▸ **Exercise description**:
Find the string "shutdown" in the listing below and return each line it appears in.

▸ **Provided data**:
use axum::http::{HeaderValue, Request as HttpRequest};
use axum::{extract::Request, middleware::Next, response::Response};
use tracing::Span;
use uuid::Uuid;

pub const REQUEST_ID_HEADER: &str = "x-request-id";

/// Ensure every request carries an `x-request-id` and echo it on the response.
pub async fn request_id_middleware(mut req: Request, next: Next) -> Response {
    let request_id = req
        .headers()
        .get(REQUEST_ID_HEADER)
        .and_then(|h| h.to_str().ok())
        .filter(|s| !s.is_empty())
        .map(|s| s.to_string())
        .unwrap_or_else(|| Uuid::new_v4().to_string());

    let header_value = HeaderValue::from_str(&request_id).ok();

    if let Some(value) = header_value.clone() {
        req.headers_mut().insert(REQUEST_ID_HEADER, value);
    }

    let mut response = next.run(req).await;

    if let Some(value) = header_value {
        response.headers_mut().insert(REQUEST_ID_HEADER, value);
    }

    response
}

/// Span factory for `TraceLayer::make_span_with`.
pub fn make_request_span<B>(request: &HttpRequest<B>) -> Span {
    let request_id = request
        .headers()
        .get(REQUEST_ID_HEADER)
        .and_then(|value| value.to_str().ok())
        .unwrap_or("-");

    tracing::info_span!(
        "http_request",
        request_id = %request_id,
        method = %request.method(),
        uri = %request.uri(),
        version = ?request.version(),
    )
}
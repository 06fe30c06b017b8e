use crate::error::AppError;
use config::{Config as Cfg, File};
use serde::Deserialize;
use std::env;

#[derive(Debug, Deserialize, Clone)]
pub struct Config {
    #[serde(default = "default_port")]
    pub port: u16,
    #[serde(default = "default_log_level")]
    pub log_level: String,
}

fn default_port() -> u16 {
    8080
}

fn default_log_level() -> String {
    "info".to_string()
}

impl Default for Config {
    fn default() -> Self {
        Self {
            port: default_port(),
            log_level: default_log_level(),
        }
    }
}

impl Config {
    pub fn load() -> Result<Self, AppError> {
        dotenvy::dotenv().ok();

        let config = Cfg::builder()
            .add_source(File::with_name("configuration").required(false))
            .add_source(config::Environment::with_prefix("APP").separator("__"))
            .build()?;

        Ok(config.try_deserialize()?)
    }
}

/// Read an environment variable, falling back to `default` outside production.
///
/// In production every key must be set explicitly.
pub fn get_env(key: &str, default: Option<&str>, is_prod: bool) -> Result<String, AppError> {
    match env::var(key) {
        Ok(val) => Ok(val),
        Err(_) => {
            if is_prod {
                Err(AppError::ConfigError(anyhow::anyhow!(
                    "{} is required in production but not set",
                    key
                )))
            } else if let Some(def) = default {
                Ok(def.to_string())
            } else {
                Err(AppError::ConfigError(anyhow::anyhow!(
                    "{} is required but not set",
                    key
                )))
            }
        }
    }
}

/// Read an optional environment variable; empty values count as unset.
pub fn get_optional_env(key: &str) -> Option<String> {
    env::var(key).ok().filter(|v| !v.trim().is_empty())
}
use axum::{
    Json,
    http::StatusCode,
    response::{IntoResponse, Response},
};
use serde::Serialize;
use thiserror::Error;

#[derive(Debug, Error)]
pub enum AppError {
    #[error("Not found: {0}")]
    NotFound(anyhow::Error),

    #[error("Internal server error: {0}")]
    InternalError(#[from] anyhow::Error),

    #[error("Configuration error: {0}")]
    ConfigError(anyhow::Error),
}

impl From<config::ConfigError> for AppError {
    fn from(err: config::ConfigError) -> Self {
        AppError::ConfigError(anyhow::Error::new(err))
    }
}

impl From<std::io::Error> for AppError {
    fn from(err: std::io::Error) -> Self {
        AppError::InternalError(anyhow::Error::new(err))
    }
}

impl IntoResponse for AppError {
    fn into_response(self) -> Response {
        #[derive(Serialize)]
        struct ErrorResponse {
            error: String,
            #[serde(skip_serializing_if = "Option::is_none")]
            details: Option<String>,
        }

        let (status, error_message, details) = match self {
            AppError::NotFound(err) => (StatusCode::NOT_FOUND, err.to_string(), None),
            AppError::InternalError(err) => (
                StatusCode::INTERNAL_SERVER_ERROR,
                "Internal server error".to_string(),
                Some(format!("{:#}", err)),
            ),
            AppError::ConfigError(err) => (
                StatusCode::INTERNAL_SERVER_ERROR,
                "Configuration error".to_string(),
                Some(err.to_string()),
            ),
        };

        (
            status,
            Json(ErrorResponse {
                error: error_message,
                details,
            }),
        )
            .into_response()
    }
}

#[cfg(test)]
mod tests {
    use super::*;

    #[test]
    fn not_found_maps_to_404() {
        let response = AppError::NotFound(anyhow::anyhow!("missing")).into_response();
        assert_eq!(response.status(), StatusCode::NOT_FOUND);
    }

    #[test]
    fn io_errors_become_internal_errors() {
        let err = AppError::from(std::io::Error::other("boom"));
        assert!(matches!(err, AppError::InternalError(_)));
        assert_eq!(
            err.into_response().status(),
            StatusCode::INTERNAL_SERVER_ERROR
        );
    }
}
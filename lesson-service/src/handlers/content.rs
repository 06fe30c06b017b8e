use crate::models::{LessonResponse, QuizResponse};
use crate::startup::AppState;
use axum::{
    extract::State,
    http::Uri,
    response::{IntoResponse, Response},
    Json,
};
use percent_encoding::percent_decode_str;
use serde_json::json;
use std::borrow::Cow;

/// The `{lang}` segment of `/lesson/{lang}` or `/quiz/{lang}`.
///
/// Decoded lossily: bytes that are not valid UTF-8 become U+FFFD, so the
/// lookup misses in the body instead of the request being rejected.
fn lang_segment(uri: &Uri) -> Cow<'_, str> {
    let raw = uri.path().rsplit('/').next().unwrap_or_default();
    percent_decode_str(raw).decode_utf8_lossy()
}

pub async fn get_lesson(State(state): State<AppState>, uri: Uri) -> Response {
    let lang = lang_segment(&uri);
    let lesson = state.content.lesson(&lang);
    if !lesson.is_found() {
        tracing::debug!(lang = %lang, "No lesson for language");
    }

    Json(LessonResponse { lesson }).into_response()
}

pub async fn get_quiz(State(state): State<AppState>, uri: Uri) -> Response {
    let lang = lang_segment(&uri);
    Json(QuizResponse {
        quiz: state.content.quiz(&lang),
    })
    .into_response()
}

pub async fn list_languages(State(state): State<AppState>) -> impl IntoResponse {
    Json(json!({ "languages": state.content.languages() }))
}

#[cfg(test)]
mod tests {
    use super::*;

    #[test]
    fn segment_is_percent_decoded() {
        let uri: Uri = "/lesson/Tamil%20Nadu".parse().unwrap();
        assert_eq!(lang_segment(&uri), "Tamil Nadu");
    }

    #[test]
    fn invalid_utf8_segment_is_replaced() {
        let uri: Uri = "/quiz/%FF".parse().unwrap();
        assert_eq!(lang_segment(&uri), "\u{FFFD}");
    }
}
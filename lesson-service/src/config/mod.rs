use crate::services::summarizer::HuggingFaceConfig;
use service_core::config::{self as core_config, get_env, get_optional_env};
use service_core::error::AppError;
use std::time::Duration;

const DEFAULT_MODEL: &str = "facebook/bart-large-cnn";
const DEFAULT_API_BASE: &str = "https://api-inference.huggingface.co";
const DEFAULT_TIMEOUT_SECS: u64 = 120;

#[derive(Debug, Clone)]
pub struct LessonConfig {
    pub common: core_config::Config,
    pub summarizer: SummarizerConfig,
    pub otlp_endpoint: Option<String>,
}

#[derive(Debug, Clone)]
pub struct SummarizerConfig {
    pub backend: SummarizerBackend,
    pub model: String,
    pub api_base: String,
    pub api_token: Option<String>,
    pub timeout_secs: u64,
    pub warmup: bool,
}

#[derive(Debug, Clone, Copy, PartialEq, Eq)]
pub enum SummarizerBackend {
    HuggingFace,
    Disabled,
}

impl LessonConfig {
    pub fn load() -> Result<Self, AppError> {
        // Load common config (handles .env and APP__ prefix)
        let common_config = core_config::Config::load()?;

        Ok(LessonConfig {
            common: common_config,
            summarizer: SummarizerConfig {
                backend: get_env("SUMMARIZER_BACKEND", Some("huggingface"), false)?
                    .parse()
                    .map_err(|e: String| AppError::ConfigError(anyhow::anyhow!(e)))?,
                model: get_env("SUMMARIZER_MODEL", Some(DEFAULT_MODEL), false)?,
                api_base: get_env("SUMMARIZER_API_BASE", Some(DEFAULT_API_BASE), false)?,
                api_token: get_optional_env("HF_API_TOKEN"),
                timeout_secs: parse_env("SUMMARIZER_TIMEOUT_SECS", &DEFAULT_TIMEOUT_SECS.to_string())?,
                warmup: parse_env("SUMMARIZER_WARMUP", "true")?,
            },
            otlp_endpoint: get_optional_env("OTLP_ENDPOINT"),
        })
    }
}

impl SummarizerConfig {
    pub fn huggingface(&self) -> HuggingFaceConfig {
        HuggingFaceConfig {
            api_base: self.api_base.clone(),
            model: self.model.clone(),
            api_token: self.api_token.clone(),
            timeout: Duration::from_secs(self.timeout_secs),
            warmup: self.warmup,
        }
    }
}

impl std::str::FromStr for SummarizerBackend {
    type Err = String;

    fn from_str(s: &str) -> Result<Self, Self::Err> {
        match s.trim().to_lowercase().as_str() {
            "huggingface" | "hf" => Ok(SummarizerBackend::HuggingFace),
            "disabled" | "none" | "off" => Ok(SummarizerBackend::Disabled),
            _ => Err(format!("Invalid summarizer backend: {}", s)),
        }
    }
}

/// Read and parse a setting that falls back to `default` when unset.
fn parse_env<T>(key: &str, default: &str) -> Result<T, AppError>
where
    T: std::str::FromStr,
    T::Err: std::fmt::Display,
{
    let raw = get_env(key, Some(default), false)?;

    raw.trim().parse().map_err(|e: T::Err| {
        AppError::ConfigError(anyhow::anyhow!("{} has invalid value '{}': {}", key, raw, e))
    })
}
use tower_http::cors::{Any, CorsLayer};

/// CORS layer allowing every origin, method and header.
///
/// Browser and mobile clients call the API from arbitrary origins; nothing
/// behind it is credentialed.
pub fn permissive_cors() -> CorsLayer {
    CorsLayer::new()
        .allow_origin(Any)
        .allow_methods(Any)
        .allow_headers(Any)
}
use serde::Serialize;
use serde_json::Value;

/// Body of `POST /explain-ai/`.
#[derive(Debug, Default)]
pub struct ExplainRequest {
    pub question: Option<Value>,
}

impl ExplainRequest {
    /// Parse a raw request body leniently.
    ///
    /// An empty, malformed or non-object body is treated like a body without
    /// a `question` field.
    pub fn from_body(body: &[u8]) -> Self {
        let question = serde_json::from_slice::<Value>(body)
            .ok()
            .and_then(|value| match value {
                Value::Object(mut fields) => fields.remove("question"),
                _ => None,
            });

        Self { question }
    }

    /// The question text; a missing field yields an empty string and a
    /// non-string value is rendered as JSON text.
    pub fn question_text(&self) -> String {
        match &self.question {
            None | Some(Value::Null) => String::new(),
            Some(Value::String(s)) => s.clone(),
            Some(other) => other.to_string(),
        }
    }
}

/// Outcome of an explain call. Both variants are returned with HTTP 200.
#[derive(Debug, Clone, PartialEq, Eq, Serialize)]
#[serde(rename_all = "snake_case")]
pub enum ExplainResponse {
    Answer(String),
    Error(String),
}

#[cfg(test)]
mod tests {
    use super::*;
    use serde_json::json;

    #[test]
    fn missing_question_is_empty() {
        assert_eq!(ExplainRequest::from_body(b"{}").question_text(), "");
        assert_eq!(ExplainRequest::from_body(b"").question_text(), "");
        assert_eq!(ExplainRequest::from_body(b"not json").question_text(), "");
        assert_eq!(ExplainRequest::from_body(br#""just text""#).question_text(), "");
    }

    #[test]
    fn array_body_is_not_read_positionally() {
        assert_eq!(ExplainRequest::from_body(br#"["text"]"#).question_text(), "");
        assert_eq!(
            ExplainRequest::from_body(br#"[{"question": "text"}]"#).question_text(),
            ""
        );
    }

    #[test]
    fn question_string_is_used_verbatim() {
        let req = ExplainRequest::from_body(br#"{"question": "What is a noun?"}"#);
        assert_eq!(req.question_text(), "What is a noun?");
    }

    #[test]
    fn non_string_question_is_rendered() {
        assert_eq!(
            ExplainRequest::from_body(br#"{"question": 42}"#).question_text(),
            "42"
        );
        assert_eq!(
            ExplainRequest::from_body(br#"{"question": null}"#).question_text(),
            ""
        );
    }

    #[test]
    fn response_serializes_as_single_key_object() {
        assert_eq!(
            serde_json::to_value(ExplainResponse::Answer("short".into())).unwrap(),
            json!({"answer": "short"})
        );
        assert_eq!(
            serde_json::to_value(ExplainResponse::Error("boom".into())).unwrap(),
            json!({"error": "boom"})
        );
    }
}
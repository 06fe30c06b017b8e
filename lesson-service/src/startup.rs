//! Application startup and lifecycle management.

use crate::config::{LessonConfig, SummarizerBackend};
use crate::handlers;
use crate::services::summarizer::HuggingFaceSummarizer;
use crate::services::{ContentStore, InferenceAdapter};
use axum::{
    extract::DefaultBodyLimit,
    middleware::from_fn,
    routing::{get, post},
    Router,
};
use service_core::error::AppError;
use service_core::middleware::{
    make_request_span, metrics_middleware, permissive_cors, request_id_middleware,
};
use std::future::Future;
use std::net::SocketAddr;
use std::sync::Arc;
use tokio::net::TcpListener;
use tower_http::trace::TraceLayer;

/// Shared application state, built once at startup and read-only afterwards.
#[derive(Clone)]
pub struct AppState {
    pub content: Arc<ContentStore>,
    pub inference: Arc<InferenceAdapter>,
}

impl AppState {
    pub fn new(content: ContentStore, inference: InferenceAdapter) -> Self {
        Self {
            content: Arc::new(content),
            inference: Arc::new(inference),
        }
    }
}

/// Build the inference adapter for the configured backend.
///
/// Model initialization is attempted exactly once; failure leaves the adapter
/// unavailable but never fails startup.
pub async fn build_inference(config: &LessonConfig) -> InferenceAdapter {
    match config.summarizer.backend {
        SummarizerBackend::HuggingFace => {
            tracing::info!(
                model = %config.summarizer.model,
                api_base = %config.summarizer.api_base,
                "Loading summarization model"
            );
            InferenceAdapter::initialize(HuggingFaceSummarizer::connect(
                config.summarizer.huggingface(),
            ))
            .await
        }
        SummarizerBackend::Disabled => {
            tracing::warn!("Summarizer backend disabled by configuration");
            InferenceAdapter::unavailable("summarizer backend disabled")
        }
    }
}

pub fn build_router(state: AppState) -> Router {
    // Explain reads the raw body; no size limit so it never answers 413.
    let explain = post(handlers::explain_ai).layer(DefaultBodyLimit::disable());

    Router::new()
        .route("/", get(handlers::home))
        .route("/lesson/:lang", get(handlers::get_lesson))
        .route("/quiz/:lang", get(handlers::get_quiz))
        .route("/explain-ai/", explain.clone())
        .route("/explain-ai", explain)
        .route("/languages", get(handlers::list_languages))
        .route("/health", get(handlers::health_check))
        .route("/ready", get(handlers::readiness_check))
        .route("/metrics", get(handlers::metrics_endpoint))
        .fallback(handlers::not_found)
        .layer(from_fn(metrics_middleware))
        .layer(TraceLayer::new_for_http().make_span_with(make_request_span::<axum::body::Body>))
        .layer(from_fn(request_id_middleware))
        .layer(permissive_cors())
        .with_state(state)
}

/// Application container for managing server lifecycle.
pub struct Application {
    port: u16,
    listener: TcpListener,
    state: AppState,
}

impl Application {
    /// Build the application with the given configuration.
    pub async fn build(config: LessonConfig) -> Result<Self, AppError> {
        let inference = build_inference(&config).await;
        let content = ContentStore::builtin();
        tracing::info!(languages = ?content.languages(), "Loaded built-in content");

        Self::build_with_state(&config, AppState::new(content, inference)).await
    }

    /// Build with pre-constructed state; used by tests to inject a summarizer.
    pub async fn build_with_state(config: &LessonConfig, state: AppState) -> Result<Self, AppError> {
        // Port 0 = random port for testing
        let addr = SocketAddr::from(([0, 0, 0, 0], config.common.port));
        let listener = TcpListener::bind(addr).await.map_err(|e| {
            tracing::error!("Failed to bind TCP listener to {}: {}", addr, e);
            AppError::from(e)
        })?;
        let port = listener.local_addr()?.port();

        tracing::info!("Lesson service listening on port {}", port);

        Ok(Self {
            port,
            listener,
            state,
        })
    }

    pub fn port(&self) -> u16 {
        self.port
    }

    /// Run the application until stopped.
    pub async fn run_until_stopped(self) -> std::io::Result<()> {
        self.run_until(std::future::pending()).await
    }

    /// Run until `shutdown` resolves, then drain in-flight requests.
    pub async fn run_until<F>(self, shutdown: F) -> std::io::Result<()>
    where
        F: Future<Output = ()> + Send + 'static,
    {
        let router = build_router(self.state);
        axum::serve(self.listener, router)
            .with_graceful_shutdown(shutdown)
            .await
    }
}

▸ **Reply**:
    /// Run until `shutdown` resolves, then drain in-flight requests.
    pub async fn run_until<F>(self, shutdown: F) -> std::io::Result<()>
            .with_graceful_shutdown(shutdown)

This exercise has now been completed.